WHAT YOU WILL DO:
In full and without changes, output the data.

GIVEN DATA:
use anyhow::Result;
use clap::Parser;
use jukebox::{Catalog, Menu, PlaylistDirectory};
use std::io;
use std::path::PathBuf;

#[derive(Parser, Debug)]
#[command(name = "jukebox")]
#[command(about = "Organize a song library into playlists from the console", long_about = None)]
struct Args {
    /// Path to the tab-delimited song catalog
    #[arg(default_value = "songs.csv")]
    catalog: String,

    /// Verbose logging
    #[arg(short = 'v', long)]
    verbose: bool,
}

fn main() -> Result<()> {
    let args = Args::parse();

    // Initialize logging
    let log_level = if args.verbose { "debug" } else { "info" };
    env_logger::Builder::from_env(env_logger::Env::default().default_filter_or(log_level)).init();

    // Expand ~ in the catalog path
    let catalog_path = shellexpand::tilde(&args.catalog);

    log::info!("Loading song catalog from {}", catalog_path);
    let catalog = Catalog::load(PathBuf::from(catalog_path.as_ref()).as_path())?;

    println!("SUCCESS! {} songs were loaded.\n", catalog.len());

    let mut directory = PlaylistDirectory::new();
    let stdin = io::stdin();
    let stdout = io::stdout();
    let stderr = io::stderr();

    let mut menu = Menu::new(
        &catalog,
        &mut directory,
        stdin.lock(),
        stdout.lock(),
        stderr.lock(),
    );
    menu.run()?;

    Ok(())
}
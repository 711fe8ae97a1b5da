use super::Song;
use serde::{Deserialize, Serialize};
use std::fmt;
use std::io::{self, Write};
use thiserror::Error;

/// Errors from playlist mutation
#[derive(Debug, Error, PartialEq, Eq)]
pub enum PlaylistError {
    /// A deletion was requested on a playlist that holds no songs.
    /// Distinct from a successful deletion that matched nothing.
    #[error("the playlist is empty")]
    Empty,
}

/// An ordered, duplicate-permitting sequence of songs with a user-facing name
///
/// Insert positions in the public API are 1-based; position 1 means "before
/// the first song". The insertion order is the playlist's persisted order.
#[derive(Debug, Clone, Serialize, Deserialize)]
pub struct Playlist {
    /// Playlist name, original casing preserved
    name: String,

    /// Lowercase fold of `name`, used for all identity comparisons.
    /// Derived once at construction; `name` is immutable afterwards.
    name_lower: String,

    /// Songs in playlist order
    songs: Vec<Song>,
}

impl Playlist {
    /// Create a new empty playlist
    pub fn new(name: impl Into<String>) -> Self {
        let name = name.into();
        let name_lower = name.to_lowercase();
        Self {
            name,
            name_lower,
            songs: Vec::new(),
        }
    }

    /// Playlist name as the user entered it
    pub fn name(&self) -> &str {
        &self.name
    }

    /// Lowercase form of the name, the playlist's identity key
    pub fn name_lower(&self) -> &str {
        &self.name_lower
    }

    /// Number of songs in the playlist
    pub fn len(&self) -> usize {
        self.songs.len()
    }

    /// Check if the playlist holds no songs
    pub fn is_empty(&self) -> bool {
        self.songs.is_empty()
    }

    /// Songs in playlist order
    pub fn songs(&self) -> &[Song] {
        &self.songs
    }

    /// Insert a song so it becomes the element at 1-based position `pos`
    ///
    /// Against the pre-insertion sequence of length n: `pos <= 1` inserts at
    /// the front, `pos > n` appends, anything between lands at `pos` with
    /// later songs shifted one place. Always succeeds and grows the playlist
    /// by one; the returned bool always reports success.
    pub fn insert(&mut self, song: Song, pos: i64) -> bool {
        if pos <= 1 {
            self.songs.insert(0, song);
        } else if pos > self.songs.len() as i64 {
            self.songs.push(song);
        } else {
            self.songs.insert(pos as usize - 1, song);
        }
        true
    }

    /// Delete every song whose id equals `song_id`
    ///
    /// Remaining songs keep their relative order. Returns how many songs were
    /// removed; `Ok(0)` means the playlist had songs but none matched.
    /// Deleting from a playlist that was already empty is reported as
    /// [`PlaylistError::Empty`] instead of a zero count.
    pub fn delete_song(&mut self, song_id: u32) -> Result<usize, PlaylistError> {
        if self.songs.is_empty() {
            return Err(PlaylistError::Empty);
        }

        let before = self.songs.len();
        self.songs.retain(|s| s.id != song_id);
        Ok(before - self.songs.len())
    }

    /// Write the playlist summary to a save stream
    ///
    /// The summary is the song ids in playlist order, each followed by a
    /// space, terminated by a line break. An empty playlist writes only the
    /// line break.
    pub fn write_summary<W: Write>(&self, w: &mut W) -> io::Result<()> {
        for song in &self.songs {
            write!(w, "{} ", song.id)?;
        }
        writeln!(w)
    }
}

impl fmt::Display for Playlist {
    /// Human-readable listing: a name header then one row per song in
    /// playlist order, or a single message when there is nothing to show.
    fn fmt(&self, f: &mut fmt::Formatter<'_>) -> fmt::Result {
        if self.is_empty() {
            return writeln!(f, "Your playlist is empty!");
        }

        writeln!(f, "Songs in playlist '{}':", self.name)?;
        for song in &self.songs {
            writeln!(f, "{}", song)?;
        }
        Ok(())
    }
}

PROBLEM SOLUTION:
use anyhow::Result;
use clap::Parser;
use jukebox::{Catalog, Menu, PlaylistDirectory};
use std::io;
use std::path::PathBuf;

#[derive(Parser, Debug)]
#[command(name = "jukebox")]
#[command(about = "Organize a song library into playlists from the console", long_about = None)]
struct Args {
    /// Path to the tab-delimited song catalog
    #[arg(default_value = "songs.csv")]
    catalog: String,

    /// Verbose logging
    #[arg(short = 'v', long)]
    verbose: bool,
}

fn main() -> Result<()> {
    let args = Args::parse();

    // Initialize logging
    let log_level = if args.verbose { "debug" } else { "info" };
    env_logger::Builder::from_env(env_logger::Env::default().default_filter_or(log_level)).init();

    // Expand ~ in the catalog path
    let catalog_path = shellexpand::tilde(&args.catalog);

    log::info!("Loading song catalog from {}", catalog_path);
    let catalog = Catalog::load(PathBuf::from(catalog_path.as_ref()).as_path())?;

    println!("SUCCESS! {} songs were loaded.\n", catalog.len());

    let mut directory = PlaylistDirectory::new();
    let stdin = io::stdin();
    let stdout = io::stdout();
    let stderr = io::stderr();

    let mut menu = Menu::new(
        &catalog,
        &mut directory,
        stdin.lock(),
        stdout.lock(),
        stderr.lock(),
    );
    menu.run()?;

    Ok(())
}
repository 711fe8ae97a1b5da
use super::Song;
use serde::{Deserialize, Serialize};
use std::fmt;
use std::io::{self, Write};
use thiserror::Error;

/// Errors from playlist mutation
#[derive(Debug, Error, PartialEq, Eq)]
pub enum PlaylistError {
    /// A deletion was requested on a playlist that holds no songs.
    /// Distinct from a successful deletion that matched nothing.
    #[error("the playlist is empty")]
    Empty,
}

/// An ordered, duplicate-permitting sequence of songs with a user-facing name
///
/// Insert positions in the public API are 1-based; position 1 means "before
/// the first song". The insertion order is the playlist's persisted order.
#[derive(Debug, Clone, Serialize, Deserialize)]
pub struct Playlist {
    /// Playlist name, original casing preserved
    name: String,

    /// Lowercase fold of `name`, used for all identity comparisons.
    /// Derived once at construction; `name` is immutable afterwards.
    name_lower: String,

    /// Songs in playlist order
    songs: Vec<Song>,
}

impl Playlist {
    /// Create a new empty playlist
    pub fn new(name: impl Into<String>) -> Self {
        let name = name.into();
        let name_lower = name.to_lowercase();
        Self {
            name,
            name_lower,
            songs: Vec::new(),
        }
    }

    /// Playlist name as the user entered it
    pub fn name(&self) -> &str {
        &self.name
    }

    /// Lowercase form of the name, the playlist's identity key
    pub fn name_lower(&self) -> &str {
        &self.name_lower
    }

    /// Number of songs in the playlist
    pub fn len(&self) -> usize {
        self.songs.len()
    }

    /// Check if the playlist holds no songs
    pub fn is_empty(&self) -> bool {
        self.songs.is_empty()
    }

    /// Songs in playlist order
    pub fn songs(&self) -> &[Song] {
        &self.songs
    }

    /// Insert a song so it becomes the element at 1-based position `pos`
    ///
    /// Against the pre-insertion sequence of length n: `pos <= 1` inserts at
    /// the front, `pos > n` appends, anything between lands at `pos` with
    /// later songs shifted one place. Always succeeds and grows the playlist
    /// by one; the returned bool always reports success.
    pub fn insert(&mut self, song: Song, pos: i64) -> bool {
        if pos <= 1 {
            self.songs.insert(0, song);
        } else if pos > self.songs.len() as i64 {
            self.songs.push(song);
        } else {
            self.songs.insert(pos as usize - 1, song);
        }
        true
    }

    /// Delete every song whose id equals `song_id`
    ///
    /// Remaining songs keep their relative order. Returns how many songs were
    /// removed; `Ok(0)` means the playlist had songs but none matched.
    /// Deleting from a playlist that was already empty is reported as
    /// [`PlaylistError::Empty`] instead of a zero count.
    pub fn delete_song(&mut self, song_id: u32) -> Result<usize, PlaylistError> {
        if self.songs.is_empty() {
            return Err(PlaylistError::Empty);
        }

        let before = self.songs.len();
        self.songs.retain(|s| s.id != song_id);
        Ok(before - self.songs.len())
    }

    /// Write the playlist summary to a save stream
    ///
    /// The summary is the song ids in playlist order, each followed by a
    /// space, terminated by a line break. An empty playlist writes only the
    /// line break.
    pub fn write_summary<W: Write>(&self, w: &mut W) -> io::Result<()> {
        for song in &self.songs {
            write!(w, "{} ", song.id)?;
        }
        writeln!(w)
    }
}

impl fmt::Display for Playlist {
    /// Human-readable listing: a name header then one row per song in
    /// playlist order, or a single message when there is nothing to show.
    fn fmt(&self, f: &mut fmt::Formatter<'_>) -> fmt::Result {
        if self.is_empty() {
            return writeln!(f, "Your playlist is empty!");
        }

        writeln!(f, "Songs in playlist '{}':", self.name)?;
        for song in &self.songs {
            writeln!(f, "{}", song)?;
        }
        Ok(())
    }
}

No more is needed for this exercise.